The U.S. government has been making a huge push in the past decade to downgrade as much code as possible that doesn't need to be classified and push as much development as possible into fully unclassified environments to mitigate the cost of needing a fully cleared workforce. And network connectivity is generally increasing for systems that were not networked in the past.
Trends like these could easily account for Fortran developers doing more work in the open where they can just use Google to get answers instead of checking proprietary and closed information sources.
The latest one does not even include either Fortran or Groovy, both of which allegedly and randomly got a lot more popular according to the article. I don't think either of those things actually happened.
https://insights.stackoverflow.com/survey/2020#most-popular-...
Fortran competitor, Julia is included. That might just be bias of the Stackoverflow user base of course. But, I think it's a pretty widely used tool also for Fortran developers. At least there are plenty of questions tagged with that (11K, which is more than Julia's 8K).
There recently was some HN post about Fortran, so I imagine that might have triggered a few searches.
I've also seen a confluence with the AI/ML communities. Some interesting applications of these tools to accelerate models used in weather, climate, chemistry, physics, and astrophysics require complex software interactions, usually running simultaneously with some multi-million line Fortran code base. There's been many interesting and clever marriages of classic HPC Fortran applications and novel, embedded AI/ML parameterizations.
That said, although I'm a Fortran fan and programmer I doubt its relative popularity has truly jumped so much in 1 year.
I'm told that is because the standard libraries are so optimized.
Also, there is a gigantic infrastructure of literature, algorithms and support for the language. It is also relatively easy for folks that don't code for a living to use.
I wouldn't know, from experience. The last time I had anything to do with FORTRAN was in 1987, and I don't miss it one bit.

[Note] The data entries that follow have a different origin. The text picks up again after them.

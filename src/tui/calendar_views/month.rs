use chrono::{Datelike, Local, NaiveDate};
use ratatui::{
    Frame,
    style::{Modifier, Style},
    text::{Line, Span},
    widgets::{Block, Borders, Paragraph},
};

use termcal::{app::AppState, ui::month_view};

pub fn render(f: &mut Frame, app: &AppState, area: ratatui::layout::Rect) {
    let today = Local::now().date_naive();
    let layout = month_view::calculate_layout(app, today);

    let month_name = NaiveDate::from_ymd_opt(layout.year, layout.month, 1)
        .map(|d| d.format("%B %Y").to_string())
        .unwrap_or_else(|| format!("{}-{:02}", layout.year, layout.month));

    let mut lines = vec![
        Line::from(vec![Span::styled(
            month_name,
            Style::default().fg(app.theme.title).add_modifier(Modifier::BOLD),
        )]),
        Line::from(""),
        Line::from(
            ["Sun", "Mon", "Tue", "Wed", "Thu", "Fri", "Sat"]
                .iter()
                .map(|day| {
                    Span::styled(format!(" {} ", day), Style::default().fg(app.theme.weekday_header))
                })
                .collect::<Vec<_>>(),
        ),
    ];

    for week in &layout.weeks {
        let mut day_spans = Vec::new();

        for cell in &week.days {
            let marker = if cell.event_count > 0 { '.' } else { ' ' };
            let day_text = format!(" {:>2}{} ", cell.date.day(), marker);

            let mut style = Style::default();
            if !cell.in_month {
                style = style.fg(app.theme.outside_month);
            } else if cell.is_selected {
                style = style
                    .bg(app.theme.selected_bg)
                    .fg(app.theme.selected_fg)
                    .add_modifier(Modifier::BOLD);
            } else if cell.is_today {
                style = style.fg(app.theme.today).add_modifier(Modifier::BOLD);
            }

            if cell.event_count > 0 {
                style = style.add_modifier(Modifier::UNDERLINED);
            }

            day_spans.push(Span::styled(day_text, style));
        }

        lines.push(Line::from(day_spans));
    }

    lines.push(Line::from(""));
    lines.push(Line::from(vec![
        Span::styled("hjkl", Style::default().fg(app.theme.event_indicator)),
        Span::raw(" = Navigate | "),
        Span::styled("n/p", Style::default().fg(app.theme.event_indicator)),
        Span::raw(" = Month | "),
        Span::styled("t", Style::default().fg(app.theme.success)),
        Span::raw(" = Today | "),
        Span::styled("w", Style::default().fg(app.theme.event_indicator)),
        Span::raw(" = Week view"),
    ]));

    let content = Paragraph::new(lines).block(Block::default().borders(Borders::ALL));
    f.render_widget(content, area);
}
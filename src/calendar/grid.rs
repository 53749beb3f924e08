use chrono::{Datelike, Days, Months, NaiveDate};

pub const MONTH_GRID_LEN: usize = 42;
pub const WEEK_GRID_LEN: usize = 7;

/// The 6x7 grid of days shown for a month view: always 42 consecutive days
/// starting on the Sunday at or before the 1st of the anchor's month, so the
/// anchor month is fully contained and padded with adjacent-month days.
pub fn month_grid(anchor: NaiveDate) -> Vec<NaiveDate> {
    let first = first_of_month(anchor);
    let offset = first.weekday().num_days_from_sunday() as u64;
    let start = first.checked_sub_days(Days::new(offset)).unwrap_or(first);
    consecutive_days(start, MONTH_GRID_LEN)
}

/// The 7 days of the anchor's week, Sunday-aligned.
pub fn week_grid(anchor: NaiveDate) -> Vec<NaiveDate> {
    let offset = anchor.weekday().num_days_from_sunday() as u64;
    let start = anchor.checked_sub_days(Days::new(offset)).unwrap_or(anchor);
    consecutive_days(start, WEEK_GRID_LEN)
}

pub fn next_month(anchor: NaiveDate) -> NaiveDate {
    let first = first_of_month(anchor);
    first.checked_add_months(Months::new(1)).unwrap_or(first)
}

pub fn previous_month(anchor: NaiveDate) -> NaiveDate {
    let first = first_of_month(anchor);
    first.checked_sub_months(Months::new(1)).unwrap_or(first)
}

pub fn next_week(anchor: NaiveDate) -> NaiveDate {
    anchor.checked_add_days(Days::new(7)).unwrap_or(anchor)
}

pub fn previous_week(anchor: NaiveDate) -> NaiveDate {
    anchor.checked_sub_days(Days::new(7)).unwrap_or(anchor)
}

pub fn first_of_month(anchor: NaiveDate) -> NaiveDate {
    anchor.with_day(1).unwrap_or(anchor)
}

fn consecutive_days(start: NaiveDate, len: usize) -> Vec<NaiveDate> {
    let mut days = Vec::with_capacity(len);
    let mut current = start;
    for _ in 0..len {
        days.push(current);
        let Some(next) = current.succ_opt() else { break };
        current = next;
    }
    days
}
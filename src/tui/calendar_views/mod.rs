pub mod day_events;
pub mod month;
pub mod week;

As a single data point, I'm more and more drawn towards Fortran lately. I never used it before this year, having done all of my work in various non-Fortran languages, mostly C, C++, Matlab/Octave, lua, python+numpy, and Julia. I'm quite fed-up with limitations with all of these languages, and it seems that Fortran has actually its shit together, at least for purely numerical computation (which is all I do and all I need).
There's no way to know if a language is becoming more popular. You can only observe if a measure of language popularity is rising, falling, or staying the same. We're almost certainly observing the "measured" part as opposed to the "actual" part.
some interesting ones:
1995: "Initialization of pointers to NULL()"
2003: "Object-oriented programming support: type extension and inheritance, polymorphism, dynamic type allocation, and type-bound procedures, providing complete support for abstract data types"
2008: "Coarray Fortran—a parallel execution model"
2008: "The DO CONCURRENT construct—for loop iterations with no interdependencies"
2018: "Further Interoperability with C"
It's well maintained and highly optimized. Before then, I had not used FORTRAN since 1983 (and it was old even then).